Viel Kraft hast du trotzdem auch in dieser Zeit immer noch aus den Besuchen deiner Kinder und Grosskinder geschöpft. Bis an dein Lebensende, an welchem du zu unserem einzigen Trost friedlich einschlafen durftest, hast du gekämpft. Aber irgendwann waren deine Kräfte einfach verbraucht. Für uns alle viel zu früh musstest du uns verlassen.

Muetti, wir danken dir von ganzem Herzen für alles, was du für unseren Baba, für uns Kinder und alle Grosskinder gemacht und uns mit auf den Weg gegeben hast. Deine lebenslange Fürsorge und Liebe für uns alle bleiben unvergessen.

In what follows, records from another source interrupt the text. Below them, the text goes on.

use anyhow::Result;
use taskaro::cli::{
    actions::{server, Action},
    start, telemetry,
};

#[tokio::main]
async fn main() -> Result<()> {
    let action = start::start()?;

    let result = match action {
        Action::Server(args) => server::execute(args).await,
    };

    telemetry::shutdown_tracer();

    result
}
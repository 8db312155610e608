//! Argon2id password hashing.

use anyhow::Result;
use argon2::{
    password_hash::{rand_core::OsRng, PasswordHash, PasswordHasher, PasswordVerifier, SaltString},
    Argon2,
};

/// Hash a password with a freshly generated salt.
///
/// Two calls with the same input produce different digests; both verify.
///
/// # Errors
///
/// Returns an error if the hashing primitive itself fails.
pub(crate) fn hash_password(password: &str) -> Result<String> {
    let salt = SaltString::generate(&mut OsRng);
    let hash = Argon2::default()
        .hash_password(password.as_bytes(), &salt)
        .map_err(|err| anyhow::anyhow!("Failed to hash password: {err}"))?;
    Ok(hash.to_string())
}

/// Check a password against a stored digest.
///
/// Never errors: a malformed digest simply fails verification.
pub(crate) fn verify_password(password: &str, hash: &str) -> bool {
    PasswordHash::new(hash).is_ok_and(|parsed| {
        Argon2::default()
            .verify_password(password.as_bytes(), &parsed)
            .is_ok()
    })
}
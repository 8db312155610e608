//! Registration and login.
//!
//! Both endpoints validate their payload against the schema in [`types`],
//! then orchestrate the credential store, the password hasher, and the token
//! signer. Login failures are deliberately indistinguishable between "no such
//! user" and "wrong password".

pub(crate) mod password;
pub mod principal;
pub(crate) mod storage;
pub mod types;

use axum::{
    extract::Extension,
    http::StatusCode,
    response::{IntoResponse, Response},
    Json,
};
use chrono::Utc;
use secrecy::ExposeSecret;
use sqlx::PgPool;
use std::sync::Arc;
use tracing::{debug, error};
use uuid::Uuid;

use self::types::{
    validate_login, validate_register, AuthResponse, LoginRequest, RegisterRequest,
};
use super::{error_reply, internal_error, is_unique_violation, validation_reply, ErrorBody};
use crate::token::TokenKeys;

#[utoipa::path(
    post,
    path = "/auth/register",
    request_body = RegisterRequest,
    responses(
        (status = 201, description = "Registration successful", body = AuthResponse),
        (status = 400, description = "Validation error", body = ErrorBody),
        (status = 409, description = "Username already exists", body = ErrorBody),
    ),
    tag = "auth"
)]
pub async fn register(
    pool: Extension<PgPool>,
    keys: Extension<Arc<TokenKeys>>,
    payload: Option<Json<RegisterRequest>>,
) -> impl IntoResponse {
    let request: RegisterRequest = match payload {
        Some(Json(payload)) => payload,
        None => {
            return error_reply(StatusCode::BAD_REQUEST, "Missing payload").into_response();
        }
    };

    debug!("register request for username: {}", request.username);

    let details = validate_register(&request);
    if !details.is_empty() {
        return validation_reply(details).into_response();
    }

    // Check first so a taken username never pays for a hash or a write.
    match storage::lookup_user_by_username(&pool, &request.username).await {
        Ok(Some(_)) => {
            return error_reply(StatusCode::CONFLICT, "Username already exists").into_response();
        }
        Ok(None) => {}
        Err(err) => {
            error!("Failed to check username availability: {err}");
            return internal_error().into_response();
        }
    }

    let password_hash = match password::hash_password(request.password.expose_secret()) {
        Ok(hash) => hash,
        Err(err) => {
            error!("Failed to hash password: {err}");
            return internal_error().into_response();
        }
    };

    let user_id = match storage::insert_user(&pool, &request.username, &password_hash).await {
        Ok(id) => id,
        // A concurrent registration can slip between the lookup and the
        // insert; the unique index turns it into the same conflict.
        Err(err) if is_unique_violation(&err) => {
            return error_reply(StatusCode::CONFLICT, "Username already exists").into_response();
        }
        Err(err) => {
            error!("Failed to insert user: {err}");
            return internal_error().into_response();
        }
    };

    signed_response(StatusCode::CREATED, &keys, user_id, request.username)
}

#[utoipa::path(
    post,
    path = "/auth/login",
    request_body = LoginRequest,
    responses(
        (status = 200, description = "Login successful", body = AuthResponse),
        (status = 400, description = "Validation error or invalid credentials", body = ErrorBody),
    ),
    tag = "auth"
)]
pub async fn login(
    pool: Extension<PgPool>,
    keys: Extension<Arc<TokenKeys>>,
    payload: Option<Json<LoginRequest>>,
) -> impl IntoResponse {
    let request: LoginRequest = match payload {
        Some(Json(payload)) => payload,
        None => {
            return error_reply(StatusCode::BAD_REQUEST, "Missing payload").into_response();
        }
    };

    let details = validate_login(&request);
    if !details.is_empty() {
        return validation_reply(details).into_response();
    }

    let record = match storage::lookup_user_by_username(&pool, &request.username).await {
        Ok(record) => record,
        Err(err) => {
            error!("Failed to look up user: {err}");
            return internal_error().into_response();
        }
    };

    // Unknown usernames and wrong passwords produce the same reply so the
    // endpoint cannot be used to enumerate accounts.
    let Some(record) = record else {
        return invalid_credentials();
    };

    if !password::verify_password(request.password.expose_secret(), &record.password_hash) {
        return invalid_credentials();
    }

    signed_response(StatusCode::OK, &keys, record.id, record.username)
}

fn invalid_credentials() -> Response {
    error_reply(StatusCode::BAD_REQUEST, "Invalid username or password").into_response()
}

fn signed_response(
    status: StatusCode,
    keys: &TokenKeys,
    user_id: Uuid,
    username: String,
) -> Response {
    match keys.sign(&user_id.to_string(), Utc::now().timestamp()) {
        Ok(token) => (
            status,
            Json(AuthResponse {
                id: user_id.to_string(),
                username,
                token,
            }),
        )
            .into_response(),
        Err(err) => {
            error!("Failed to sign identity token: {err}");
            internal_error().into_response()
        }
    }
}

#[cfg(test)]
mod tests {
    use super::*;
    use crate::token::{test_support, DEFAULT_TOKEN_TTL_SECONDS};

    #[test]
    fn signed_response_embeds_user_id_as_subject() -> anyhow::Result<()> {
        let keys = test_support::keys(DEFAULT_TOKEN_TTL_SECONDS);
        let user_id = Uuid::new_v4();

        let response = signed_response(StatusCode::OK, &keys, user_id, "alice".to_string());
        assert_eq!(response.status(), StatusCode::OK);

        let token = keys.sign(&user_id.to_string(), Utc::now().timestamp())?;
        let claims = keys.verify(&token, Utc::now().timestamp())?;
        assert_eq!(claims.sub, user_id.to_string());
        Ok(())
    }

    #[test]
    fn invalid_credentials_is_a_400() {
        let response = invalid_credentials();
        assert_eq!(response.status(), StatusCode::BAD_REQUEST);
    }
}
use anyhow::Result;
use once_cell::sync::OnceCell;
use opentelemetry::{global, trace::TracerProvider as _, KeyValue};
use opentelemetry_otlp::WithExportConfig;
use opentelemetry_sdk::{
    runtime::Tokio,
    trace::{Tracer, TracerProvider},
    Resource,
};
use std::{env::var, time::Duration};
use tracing::{debug, Level};
use tracing_subscriber::{fmt, layer::SubscriberExt, EnvFilter, Registry};

static TRACER_PROVIDER: OnceCell<TracerProvider> = OnceCell::new();

fn init_tracer() -> Result<Tracer> {
    let endpoint = var("OTEL_EXPORTER_OTLP_ENDPOINT")
        .unwrap_or_else(|_| "http://localhost:4317".to_string());

    let exporter = opentelemetry_otlp::SpanExporter::builder()
        .with_tonic()
        .with_endpoint(endpoint)
        .with_timeout(Duration::from_secs(3))
        .build()?;

    let provider = TracerProvider::builder()
        .with_batch_exporter(exporter, Tokio)
        .with_resource(Resource::new(vec![
            KeyValue::new("service.name", env!("CARGO_PKG_NAME")),
            KeyValue::new("service.version", env!("CARGO_PKG_VERSION")),
        ]))
        .build();

    // Store provider for later shutdown
    let _ = TRACER_PROVIDER.set(provider.clone());

    global::set_tracer_provider(provider.clone());

    Ok(provider.tracer(env!("CARGO_PKG_NAME")))
}

/// Initialize logging + (optional) tracing exporter.
/// Tracing is enabled if `OTEL_EXPORTER_OTLP_ENDPOINT` is set.
///
/// # Errors
///
/// Returns an error if tracer or subscriber initialization fails.
pub fn init(verbosity_level: Option<Level>) -> Result<()> {
    let verbosity_level = verbosity_level.unwrap_or(Level::ERROR);

    let fmt_layer = fmt::layer()
        .with_file(false)
        .with_line_number(false)
        .with_thread_ids(false)
        .with_thread_names(false)
        .with_target(false)
        .pretty();

    let filter = EnvFilter::builder()
        .with_default_directive(verbosity_level.into())
        .from_env_lossy()
        .add_directive("hyper=error".parse()?)
        .add_directive("tokio=error".parse()?)
        .add_directive("opentelemetry_sdk=warn".parse()?);

    if var("OTEL_EXPORTER_OTLP_ENDPOINT").is_ok() {
        let tracer = init_tracer()?;
        let otel_layer = tracing_opentelemetry::layer().with_tracer(tracer);

        let subscriber = Registry::default()
            .with(fmt_layer)
            .with(otel_layer)
            .with(filter);
        tracing::subscriber::set_global_default(subscriber)?;
    } else {
        let subscriber = Registry::default().with(fmt_layer).with(filter);
        tracing::subscriber::set_global_default(subscriber)?;
    }

    Ok(())
}

/// Gracefully shut down the tracer provider (noop if not initialized).
pub fn shutdown_tracer() {
    if let Some(provider) = TRACER_PROVIDER.get() {
        debug!("shutting down tracer provider");
        let _ = provider.shutdown();
        debug!("tracer provider shutdown complete");
    }
}
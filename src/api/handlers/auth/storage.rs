//! User persistence. Raw queries against the `users` table; every statement
//! runs inside a `db.query` span.

use sqlx::{PgPool, Row};
use tracing::{info_span, Instrument};
use uuid::Uuid;

pub(crate) struct UserRecord {
    pub id: Uuid,
    pub username: String,
    pub password_hash: String,
}

/// Identity projection used by the request gate: id and username only.
pub(crate) struct UserIdentity {
    pub id: Uuid,
    pub username: String,
}

/// Exact, case-sensitive username lookup.
pub(super) async fn lookup_user_by_username(
    pool: &PgPool,
    username: &str,
) -> Result<Option<UserRecord>, sqlx::Error> {
    let query = "SELECT id, username, password_hash FROM users WHERE username = $1";
    let span = info_span!(
        "db.query",
        db.system = "postgresql",
        db.operation = "SELECT",
        db.statement = query
    );
    let row = sqlx::query(query)
        .bind(username)
        .fetch_optional(pool)
        .instrument(span)
        .await?;

    Ok(row.map(|row| UserRecord {
        id: row.get("id"),
        username: row.get("username"),
        password_hash: row.get("password_hash"),
    }))
}

pub(super) async fn insert_user(
    pool: &PgPool,
    username: &str,
    password_hash: &str,
) -> Result<Uuid, sqlx::Error> {
    let query = "INSERT INTO users (username, password_hash) VALUES ($1, $2) RETURNING id";
    let span = info_span!(
        "db.query",
        db.system = "postgresql",
        db.operation = "INSERT",
        db.statement = query
    );
    let row = sqlx::query(query)
        .bind(username)
        .bind(password_hash)
        .fetch_one(pool)
        .instrument(span)
        .await?;

    Ok(row.get("id"))
}

/// Resolve a verified token subject to a live user row. `None` means the user
/// no longer exists and the credential must be rejected.
pub(crate) async fn lookup_user_identity(
    pool: &PgPool,
    user_id: Uuid,
) -> Result<Option<UserIdentity>, sqlx::Error> {
    let query = "SELECT id, username FROM users WHERE id = $1";
    let span = info_span!(
        "db.query",
        db.system = "postgresql",
        db.operation = "SELECT",
        db.statement = query
    );
    let row = sqlx::query(query)
        .bind(user_id)
        .fetch_optional(pool)
        .instrument(span)
        .await?;

    Ok(row.map(|row| UserIdentity {
        id: row.get("id"),
        username: row.get("username"),
    }))
}
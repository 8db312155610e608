use crate::GIT_COMMIT_HASH;
use axum::{
    extract::Extension,
    http::{HeaderMap, HeaderValue, StatusCode},
    response::{IntoResponse, Json},
};
use serde::{Deserialize, Serialize};
use sqlx::{Connection, PgPool};
use tracing::{debug, error, info_span, Instrument};
use utoipa::ToSchema;

#[derive(ToSchema, Serialize, Deserialize, Debug)]
pub struct Health {
    commit: String,
    name: String,
    version: String,
    database: String,
}

#[utoipa::path(
    get,
    path = "/health",
    responses(
        (status = 200, description = "Database connection is healthy", body = Health),
        (status = 503, description = "Database connection is unhealthy", body = Health)
    ),
    tag = "health"
)]
pub async fn health(pool: Extension<PgPool>) -> impl IntoResponse {
    let acquire_span = info_span!(
        "db.acquire",
        db.system = "postgresql",
        db.operation = "ACQUIRE"
    );
    let result = match pool.0.acquire().instrument(acquire_span).await {
        Ok(mut conn) => {
            let ping_span = info_span!("db.ping", db.system = "postgresql", db.operation = "PING");
            match conn.ping().instrument(ping_span).await {
                Ok(()) => Ok(()),
                Err(error) => {
                    error!("Failed to ping database: {}", error);
                    Err(StatusCode::SERVICE_UNAVAILABLE)
                }
            }
        }
        Err(error) => {
            error!("Failed to acquire database connection: {}", error);
            Err(StatusCode::SERVICE_UNAVAILABLE)
        }
    };

    let health = Health {
        commit: GIT_COMMIT_HASH.to_string(),
        name: env!("CARGO_PKG_NAME").to_string(),
        version: env!("CARGO_PKG_VERSION").to_string(),
        database: if result.is_ok() {
            "ok".to_string()
        } else {
            "error".to_string()
        },
    };

    let short_hash = if health.commit.len() > 7 {
        &health.commit[0..7]
    } else {
        ""
    };

    let mut headers = HeaderMap::new();
    match format!("{}:{}:{}", health.name, health.version, short_hash).parse::<HeaderValue>() {
        Ok(x_app) => {
            debug!("X-App header: {:?}", x_app);
            headers.insert("X-App", x_app);
        }
        Err(err) => {
            error!("Failed to parse X-App header: {}", err);
        }
    }

    let status = match result {
        Ok(()) => {
            debug!("Database connection is healthy");
            StatusCode::OK
        }
        Err(status) => {
            debug!("Database connection is unhealthy");
            status
        }
    };

    (status, headers, Json(health))
}
//! Task wire types.
//!
//! The task surface speaks camelCase (`isComplete`, `userId`, ...), so the
//! structs carry a `rename_all` and strict bodies reject unknown fields —
//! including any client-supplied owner, which is never part of the contract.

use serde::{Deserialize, Serialize};
use utoipa::ToSchema;

use crate::api::handlers::FieldError;

#[derive(ToSchema, Serialize, Deserialize, Debug, Clone)]
#[serde(rename_all = "camelCase")]
pub struct Task {
    pub id: String,
    pub title: String,
    pub description: Option<String>,
    pub is_complete: bool,
    pub user_id: String,
    pub created_at: String,
    pub updated_at: String,
}

#[derive(ToSchema, Deserialize, Debug)]
#[serde(deny_unknown_fields)]
pub struct CreateTaskRequest {
    pub title: String,
    pub description: Option<String>,
}

/// Partial update; absent fields keep their stored values.
#[derive(ToSchema, Deserialize, Debug, Default)]
#[serde(rename_all = "camelCase", deny_unknown_fields)]
pub struct UpdateTaskRequest {
    pub title: Option<String>,
    pub description: Option<String>,
    pub is_complete: Option<bool>,
}

impl UpdateTaskRequest {
    pub(crate) fn is_empty(&self) -> bool {
        self.title.is_none() && self.description.is_none() && self.is_complete.is_none()
    }
}

pub(crate) fn validate_create(request: &CreateTaskRequest) -> Vec<FieldError> {
    let mut details = Vec::new();
    if request.title.trim().is_empty() {
        details.push(FieldError::new("title", "must not be empty"));
    }
    details
}

pub(crate) fn validate_update(request: &UpdateTaskRequest) -> Vec<FieldError> {
    let mut details = Vec::new();
    if let Some(title) = &request.title {
        if title.trim().is_empty() {
            details.push(FieldError::new("title", "must not be empty"));
        }
    }
    details
}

Du warst eine einzigartige Person, bescheiden, aufopferungsvoll, unermüdlich und die beste Ehefrau, Mutter und Grossmutter, die man sich wünschen kann. Deine Stärke, deine Tapferkeit und Selbstlosigkeit bleiben für uns vorbildlich. Wir sind unglaublich stolz und dankbar, ein solches Muetti wie dich gehabt zu haben, und vermissen dich unendlich.

Wir werden dich nie vergessen, in unseren Herzen lebst du weiter.  Wir werden uns wiedersehen. Bis dahin, liebs Muetti, machs guet. Wir werden dich immer lieben. Ruhe in Frieden, du hast es so sehr verdient.